Kita ketahui bahwa Negara Indonesia adalah Negara kepulauan, dimana terdapat banyak sekali macam macam suku bangsa, bahasa, agama, adat, dan budaya. Menjadi kebanggan tersendiri dapat hidup dan lahir di Negara yang mempunyai bermacam macam perbedaan. Meskipun Negara ini memiliki semboyan Bhineka Tunggal Ika yang artinya Berbeda beda tapi tetap satu, tidak menutup kemungkinan tetap akan terjadi peristiwa atau kasus mengenai Intoleransi antar suku bangsa.
Salah satu peristiwa Intoleransi yang pernah terjadi di Indonesia adalah seorang Biksu dilarang beribadah. Peristiwa ini terjadi di Desa Babat, Kecamatan Legok, Tangerang. Peristiwa ini terjadi pada hari Rabu 07 Februari 2018. Awal mula peristiwa ini terjadi adalah penolakan warga sekitar terhadap kegiatan kebaktian umat Budha dengan melakukan tebar ikan di danau bekas galian di pasir di Kampung Kebon baru, Desa Babat. Masyarakat menolak kehadiran umat Budha itu dikarenakan masyarakat mengira Biksu itu mengajak orang lain untuk memeluk agama Budha.
Terkait hal tersebut, pihak Kepolisian setempat mengumpulkan masyarakat setempat dan para tokoh agama setempat untuk melakukan musyawarah agar tidak menjadi isu yang berkepanjangan dan meluas.
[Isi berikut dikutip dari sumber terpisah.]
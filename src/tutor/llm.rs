/*!
 * `TutorService` over any LLM `Provider`.
 */

use async_trait::async_trait;
use log::{debug, info};
use serde::de::DeserializeOwned;
use std::sync::Arc;

use super::models::{Evaluation, GenerateRequest, Metered, StudyText};
use super::parse::{
    AnalysisPayload, DifficultWord, EvaluationPayload, GeneratedPayload, clamp_score, parse_answer,
};
use super::{TutorService, prompts};
use crate::app_config::Config;
use crate::errors::TutorError;
use crate::language_utils;
use crate::providers::{self, CompletionRequest, Provider, RetryPolicy};
use crate::vocabulary::VocabularyItem;

/// Model settings applied to every request
#[derive(Debug, Clone)]
pub struct TutorSettings {
    pub model: String,
    pub temperature: f32,
    pub max_tokens: u32,
    /// English name of the learner's native language, e.g. "Spanish"
    pub native_language: String,
}

impl Default for TutorSettings {
    fn default() -> Self {
        Self {
            model: String::new(),
            temperature: 0.7,
            max_tokens: 2048,
            native_language: "Spanish".to_string(),
        }
    }
}

/// Tutor backed by an LLM provider, with bounded retries
#[derive(Debug, Clone)]
pub struct LlmTutor {
    provider: Arc<dyn Provider>,
    retry: RetryPolicy,
    settings: TutorSettings,
}

impl LlmTutor {
    pub fn new(provider: Arc<dyn Provider>, retry: RetryPolicy, settings: TutorSettings) -> Self {
        Self { provider, retry, settings }
    }

    /// Build the tutor selected in the configuration.
    ///
    /// Fails with `TutorError::Configuration` on a missing credential or an
    /// unknown native language, before any request is made.
    pub fn from_config(config: &Config) -> Result<Self, TutorError> {
        let native_language = language_utils::get_language_name(&config.native_language)
            .map_err(|e| TutorError::Configuration(e.to_string()))?;
        let provider = providers::create_provider(&config.tutor)?;
        let common = &config.tutor.common;

        info!(
            "Using {} with model {}",
            config.tutor.provider.display_name(),
            config.tutor.get_model()
        );

        Ok(Self::new(
            provider,
            RetryPolicy::new(common.retry_count, common.retry_delay_ms),
            TutorSettings {
                model: config.tutor.get_model(),
                temperature: common.temperature,
                max_tokens: common.max_tokens,
                native_language,
            },
        ))
    }

    pub fn settings(&self) -> &TutorSettings {
        &self.settings
    }

    /// Send one prompt through the retry policy and parse the JSON answer
    async fn ask<T: DeserializeOwned + Send>(&self, operation: &str, prompt: String) -> Result<Metered<T>, TutorError> {
        let request = CompletionRequest::new(
            &self.settings.model,
            prompts::system_prompt(&self.settings.native_language),
            prompt,
        )
        .temperature(self.settings.temperature)
        .max_tokens(self.settings.max_tokens);

        let label = format!("{} {}", self.provider.name(), operation);
        let response = self
            .retry
            .run(&label, || self.provider.complete(request.clone()))
            .await?;

        debug!("{} answered with {}", label, response.usage);
        let value = parse_answer(&response.text)?;
        Ok(Metered::new(value, response.usage))
    }
}

/// Drop entries without a word; the model sometimes pads the list
fn clean_vocabulary(vocabulary: Vec<VocabularyItem>) -> Vec<VocabularyItem> {
    vocabulary
        .into_iter()
        .filter(|item| !item.word.trim().is_empty())
        .map(|mut item| {
            item.word = item.word.trim().to_string();
            item
        })
        .collect()
}

#[async_trait]
impl TutorService for LlmTutor {
    async fn generate(&self, request: &GenerateRequest) -> Result<Metered<StudyText>, TutorError> {
        if request.topic.trim().is_empty() {
            return Err(TutorError::InvalidInput("topic must not be empty".to_string()));
        }

        let answer: Metered<GeneratedPayload> = self.ask("generate", prompts::generate_prompt(request)).await?;
        if answer.value.text.trim().is_empty() {
            return Err(TutorError::MalformedResponse("generated text is empty".to_string()));
        }

        Ok(answer.map(|payload| StudyText {
            title: payload.title.trim().to_string(),
            text: payload.text,
            vocabulary: clean_vocabulary(payload.vocabulary),
        }))
    }

    async fn analyze(&self, text: &str) -> Result<Metered<StudyText>, TutorError> {
        if text.trim().is_empty() {
            return Err(TutorError::InvalidInput("text to analyze must not be empty".to_string()));
        }

        let answer: Metered<AnalysisPayload> = self.ask("analyze", prompts::analyze_prompt(text)).await?;
        Ok(answer.map(|payload| StudyText {
            title: payload.title.trim().to_string(),
            text: text.to_string(),
            vocabulary: clean_vocabulary(payload.vocabulary),
        }))
    }

    async fn lookup_word(
        &self,
        word: &str,
        context_snippet: &str,
    ) -> Result<Metered<VocabularyItem>, TutorError> {
        let answer: Metered<VocabularyItem> =
            self.ask("lookup", prompts::lookup_prompt(word, context_snippet)).await?;
        Ok(answer.map(|mut item| {
            item.word = word.to_string();
            item
        }))
    }

    async fn evaluate_translation(
        &self,
        original: &str,
        translation: &str,
    ) -> Result<Metered<Evaluation>, TutorError> {
        if translation.trim().is_empty() {
            return Err(TutorError::InvalidInput("translation must not be empty".to_string()));
        }

        let prompt = prompts::evaluate_prompt(original, translation, &self.settings.native_language);
        let answer: Metered<EvaluationPayload> = self.ask("evaluate", prompt).await?;
        Ok(answer.map(|payload| Evaluation {
            score: clamp_score(payload.score),
            feedback: payload.feedback,
            corrected_translation: payload.corrected_translation,
            key_improvements: payload.key_improvements,
            difficult_words: payload
                .difficult_words
                .into_iter()
                .map(DifficultWord::into_word)
                .collect(),
        }))
    }

    async fn check_connection(&self) -> Result<(), TutorError> {
        debug!("Checking connection to {}", self.provider.name());
        self.provider.test_connection().await.map_err(TutorError::from)
    }
}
Setelah musyawarah, para warga akhirnya meminta maaf kepada Biksu mulyanto atas kesalah pahaman tersebut.
Pendapat saya tentang kejadian ini adalah sudah seharusnya kita menyadari bahwa kita hidup di dalam keberagaman dan sudah seharusnya kita menanamkan toleransi sejak dini, kita harus menghormati segala cara umat beragama beribadah karena sudah pasti setiap agama memiliki caranya sendiri untuk beribadah, jangan menilai atau mengecap sesuatu hal dengan cepat tanpa kita cari tahu terlebih dahulu apakah itu benar atau tidak. Dan harapan saya semoga tidak terjadi hal hal intoleransi lagi kedepannya.